Questions for prospective lawyers
- What are your billing rates?
- What are your ballpark fees on a per-transaction basis?
- Simple SAFE or convertible note
- Priced Seed and Series A round w/ low complexity around outstanding notes
- When do you expect to get paid?
- Are you open to reducing your rate or deferring payment until we make it through our Series A financing? (It will likely be easier to defer fees than to secure a discount; you’re more likely to have negotiating room if the lawyer believes the company is high-growth.)
Other than commercial and customer contracts, there should be very little overhead between financings, particularly now that companies like Carta have emerged for cap table management.
When it comes to fees, seed financings aren’t paying the rent for big firms—getting connected with the companies with high-growth trajectories early on does. In fact, the reality is that the big law firm business model is typically to cooperate on fees at the earliest stages, with the hope that they are getting in early on a high-growth company with strong future potential.

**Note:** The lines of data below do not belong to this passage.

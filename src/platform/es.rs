// LogScope - platform/es.rs
//
// Elasticsearch implementation of the `SearchBackend` seam over reqwest.
//
// Endpoints used:
//   POST   {host}/{index}/_search?scroll=..&size=..   open a scroll
//   POST   {host}/_search/scroll                      advance a scroll
//   DELETE {host}/_search/scroll                      release a scroll
//   GET    {host}/{index}/_field_caps?fields=..       field capabilities
//   POST   {host}/{index}/_search                     plain search
//
// Certificate verification is disabled: backends are commonly reached on
// internal addresses with self-signed certificates.

use crate::core::backend::{
    ConnectionTarget, Connector, FieldCaps, Hit, ScrollPage, SearchBackend,
};
use crate::util::constants::{DEFAULT_BACKEND_HOST, ERROR_BODY_PREVIEW_CHARS};
use crate::util::error::TransportError;
use async_trait::async_trait;
use reqwest::header::{HeaderMap, HeaderValue, AUTHORIZATION};
use reqwest::{Client, RequestBuilder, Url};
use serde::de::DeserializeOwned;
use serde::Deserialize;
use serde_json::{json, Value};

/// Give a bare `host[:port]` an `http://` scheme; blank means the default host.
pub fn normalize_host(host: &str) -> String {
    let host = host.trim();
    if host.is_empty() {
        DEFAULT_BACKEND_HOST.to_string()
    } else if host.contains("://") {
        host.to_string()
    } else {
        format!("http://{host}")
    }
}

/// Split a comma-separated host list, dropping blank entries.
pub fn parse_hosts(value: &str) -> Vec<String> {
    value
        .split(',')
        .map(str::trim)
        .filter(|h| !h.is_empty())
        .map(str::to_string)
        .collect()
}

fn preview_body(body: &str) -> String {
    if body.chars().count() <= ERROR_BODY_PREVIEW_CHARS {
        return body.to_string();
    }
    let mut short: String = body.chars().take(ERROR_BODY_PREVIEW_CHARS).collect();
    short.push_str("...");
    short
}

// =============================================================================
// Response shapes
// =============================================================================

#[derive(Debug, Deserialize)]
struct ScrollResponse {
    #[serde(rename = "_scroll_id")]
    scroll_id: Option<String>,
    hits: HitsEnvelope,
}

#[derive(Debug, Default, Deserialize)]
struct HitsEnvelope {
    #[serde(default)]
    hits: Vec<Hit>,
}

impl From<ScrollResponse> for ScrollPage {
    fn from(resp: ScrollResponse) -> Self {
        ScrollPage {
            scroll_id: resp.scroll_id,
            hits: resp.hits.hits,
        }
    }
}

#[derive(Debug, Deserialize)]
struct FieldCapsResponse {
    #[serde(default)]
    fields: FieldCaps,
}

// =============================================================================
// Client
// =============================================================================

/// One request-scoped connection to an Elasticsearch cluster.
pub struct EsClient {
    client: Client,
    base: String,
}

impl EsClient {
    pub fn new(target: &ConnectionTarget) -> Result<Self, TransportError> {
        let base = normalize_host(&target.host)
            .trim_end_matches('/')
            .to_string();

        let mut headers = HeaderMap::new();
        if let Some(key) = &target.api_key {
            let mut value = HeaderValue::from_str(&format!("ApiKey {key}")).map_err(|_| {
                TransportError::Malformed {
                    operation: "connect",
                    reason: "api key is not a valid header value".to_string(),
                }
            })?;
            value.set_sensitive(true);
            headers.insert(AUTHORIZATION, value);
        }

        let client = Client::builder()
            .danger_accept_invalid_certs(true)
            .default_headers(headers)
            .build()
            .map_err(|source| TransportError::Client {
                host: base.clone(),
                source,
            })?;

        tracing::debug!(host = %base, api_key = target.api_key.is_some(), "Backend client built");
        Ok(Self { client, base })
    }

    pub fn base_url(&self) -> &str {
        &self.base
    }

    /// `base` followed by `segments`, each percent-encoded as one path
    /// segment, so an index name can never alter the query or fragment.
    fn endpoint(&self, operation: &'static str, segments: &[&str]) -> Result<Url, TransportError> {
        let malformed = |reason: String| TransportError::Malformed { operation, reason };
        let mut url =
            Url::parse(&self.base).map_err(|e| malformed(format!("invalid host url: {e}")))?;
        url.path_segments_mut()
            .map_err(|()| malformed(format!("host url '{}' cannot take a path", self.base)))?
            .pop_if_empty()
            .extend(segments);
        Ok(url)
    }

    async fn send<T: DeserializeOwned>(
        &self,
        operation: &'static str,
        request: RequestBuilder,
    ) -> Result<T, TransportError> {
        let response = request
            .send()
            .await
            .map_err(|source| TransportError::Http { operation, source })?;

        let status = response.status();
        if !status.is_success() {
            let body = response.text().await.unwrap_or_default();
            return Err(TransportError::Status {
                operation,
                status: status.as_u16(),
                body: preview_body(&body),
            });
        }

        let body = response
            .bytes()
            .await
            .map_err(|source| TransportError::Http { operation, source })?;
        serde_json::from_slice(&body).map_err(|e| TransportError::Malformed {
            operation,
            reason: e.to_string(),
        })
    }
}

#[async_trait]
impl SearchBackend for EsClient {
    async fn field_caps(
        &self,
        index: &str,
        fields: &[String],
    ) -> Result<FieldCaps, TransportError> {
        let url = self.endpoint("field_caps", &[index, "_field_caps"])?;
        let request = self
            .client
            .get(url)
            .query(&[("fields", fields.join(","))]);
        let resp: FieldCapsResponse = self.send("field_caps", request).await?;
        Ok(resp.fields)
    }

    async fn open_scroll(
        &self,
        index: &str,
        body: &Value,
        page_size: usize,
        keep_alive: &str,
    ) -> Result<ScrollPage, TransportError> {
        let url = self.endpoint("search", &[index, "_search"])?;
        let request = self
            .client
            .post(url)
            .query(&[("scroll", keep_alive.to_string()), ("size", page_size.to_string())])
            .json(body);
        let resp: ScrollResponse = self.send("search", request).await?;
        Ok(resp.into())
    }

    async fn scroll(
        &self,
        scroll_id: &str,
        keep_alive: &str,
    ) -> Result<ScrollPage, TransportError> {
        let url = self.endpoint("scroll", &["_search", "scroll"])?;
        let request = self
            .client
            .post(url)
            .json(&json!({ "scroll": keep_alive, "scroll_id": scroll_id }));
        let resp: ScrollResponse = self.send("scroll", request).await?;
        Ok(resp.into())
    }

    async fn clear_scroll(&self, scroll_id: &str) -> Result<(), TransportError> {
        let url = self.endpoint("clear_scroll", &["_search", "scroll"])?;
        let request = self
            .client
            .delete(url)
            .json(&json!({ "scroll_id": [scroll_id] }));
        let _: Value = self.send("clear_scroll", request).await?;
        Ok(())
    }

    async fn search(&self, index: &str, body: &Value) -> Result<Value, TransportError> {
        let url = self.endpoint("search", &[index, "_search"])?;
        let request = self.client.post(url).json(body);
        self.send("search", request).await
    }
}

/// Builds a fresh `EsClient` per request.
#[derive(Debug, Default, Clone, Copy)]
pub struct EsConnector;

impl Connector for EsConnector {
    fn connect(
        &self,
        target: &ConnectionTarget,
    ) -> Result<Box<dyn SearchBackend>, TransportError> {
        Ok(Box::new(EsClient::new(target)?))
    }
}

#[cfg(test)]
mod tests {
    use super::*;

    #[test]
    fn test_normalize_host() {
        assert_eq!(normalize_host(""), "http://localhost:9200");
        assert_eq!(normalize_host("   "), "http://localhost:9200");
        assert_eq!(normalize_host("es:9200"), "http://es:9200");
        assert_eq!(normalize_host(" https://es:9200 "), "https://es:9200");
    }

    #[test]
    fn test_parse_hosts() {
        assert_eq!(
            parse_hosts(" http://a:9200, ,b:9200,"),
            vec!["http://a:9200", "b:9200"]
        );
        assert!(parse_hosts("").is_empty());
    }

    #[test]
    fn test_error_body_is_truncated() {
        let long = "x".repeat(ERROR_BODY_PREVIEW_CHARS + 10);
        let shown = preview_body(&long);
        assert_eq!(shown.len(), ERROR_BODY_PREVIEW_CHARS + 3);
        assert!(shown.ends_with("..."));
        assert_eq!(preview_body("short"), "short");
    }

    #[test]
    fn test_scroll_response_decodes() {
        let resp: ScrollResponse = serde_json::from_value(json!({
            "_scroll_id": "FGluY2x1ZGVfY29udGV4dA",
            "took": 3,
            "hits": { "total": { "value": 2 }, "hits": [
                { "_id": "1", "_source": { "message": "a" } },
                { "_id": "2", "_source": {} }
            ] }
        }))
        .unwrap();
        let page: ScrollPage = resp.into();
        assert_eq!(page.scroll_id.as_deref(), Some("FGluY2x1ZGVfY29udGV4dA"));
        assert_eq!(page.hits.len(), 2);
        assert_eq!(page.hits[0].text("message"), "a");
        assert_eq!(page.hits[1].text("message"), "");
    }

    #[test]
    fn test_field_caps_response_decodes() {
        let resp: FieldCapsResponse = serde_json::from_value(json!({
            "indices": ["logs-1"],
            "fields": {
                "host": { "text": { "type": "text", "searchable": true, "aggregatable": false } },
                "host.keyword": { "keyword": { "type": "keyword", "aggregatable": true } }
            }
        }))
        .unwrap();
        assert!(!resp.fields["host"]["text"].aggregatable);
        assert!(resp.fields["host.keyword"]["keyword"].aggregatable);
    }

    #[test]
    fn test_client_url_joins_base() {
        let client = EsClient::new(&ConnectionTarget {
            host: "es.internal:9200/".into(),
            api_key: Some("abc".into()),
        })
        .unwrap();
        assert_eq!(client.base_url(), "http://es.internal:9200");
        assert_eq!(
            client.endpoint("scroll", &["_search", "scroll"]).unwrap().as_str(),
            "http://es.internal:9200/_search/scroll"
        );
    }

    #[test]
    fn test_index_is_encoded_as_one_segment() {
        let client = EsClient::new(&ConnectionTarget {
            host: "https://es.internal:9200/proxy/".into(),
            api_key: None,
        })
        .unwrap();

        let url = client.endpoint("search", &["a?b#c/d", "_search"]).unwrap();
        assert_eq!(url.path(), "/proxy/a%3Fb%23c%2Fd/_search");
        assert_eq!(url.query(), None);
        assert_eq!(url.fragment(), None);

        let url = client.endpoint("search", &["logs-*,audit", "_search"]).unwrap();
        assert_eq!(url.as_str(), "https://es.internal:9200/proxy/logs-*,audit/_search");
    }

    #[test]
    fn test_unparseable_host_is_malformed() {
        let client = EsClient::new(&ConnectionTarget {
            host: "http://[bad".into(),
            api_key: None,
        })
        .unwrap();
        assert!(matches!(
            client.endpoint("search", &["logs", "_search"]),
            Err(TransportError::Malformed { operation: "search", .. })
        ));
    }

    #[test]
    fn test_invalid_api_key_is_rejected() {
        let result = EsClient::new(&ConnectionTarget {
            host: "es:9200".into(),
            api_key: Some("bad\nkey".into()),
        });
        assert!(matches!(result, Err(TransportError::Malformed { .. })));
    }
}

The big law firm business model is typically to cooperate on fees at the earliest stages, with the hope that they are getting in early on a high-growth company with strong
Here are a few specific tips for keeping your legal fees in check:
- There is a benefit to being incredibly vanilla when you’re very early—it’s typically in a founder’s best interest. Investors often end up trying to clean this up anyway in subsequent financings. Keep your docs. simple to keep your legal fees low.
- Don’t ask, “Is this ok?” You’re asking your lawyer to think about – and take responsibility for – everything that could go wrong. This is much too broad for them to give you an informed answer, and will end up costing you in the back and forth. Instead, try saying, “Tell me what bad things could happen if I agree to this. Will it impact the company’s ability to get future investment or to be acquired?”. You should be guiding your lawyer on what’s important to you – otherwise, they have to assume that everything might be important and edit documents accordingly.
- Make it your responsibility to remind your lawyer about the specifics of your business, so you don’t waste an extra cycle. (See below re: why it can be useful for your lawyer to attend your board meetings.)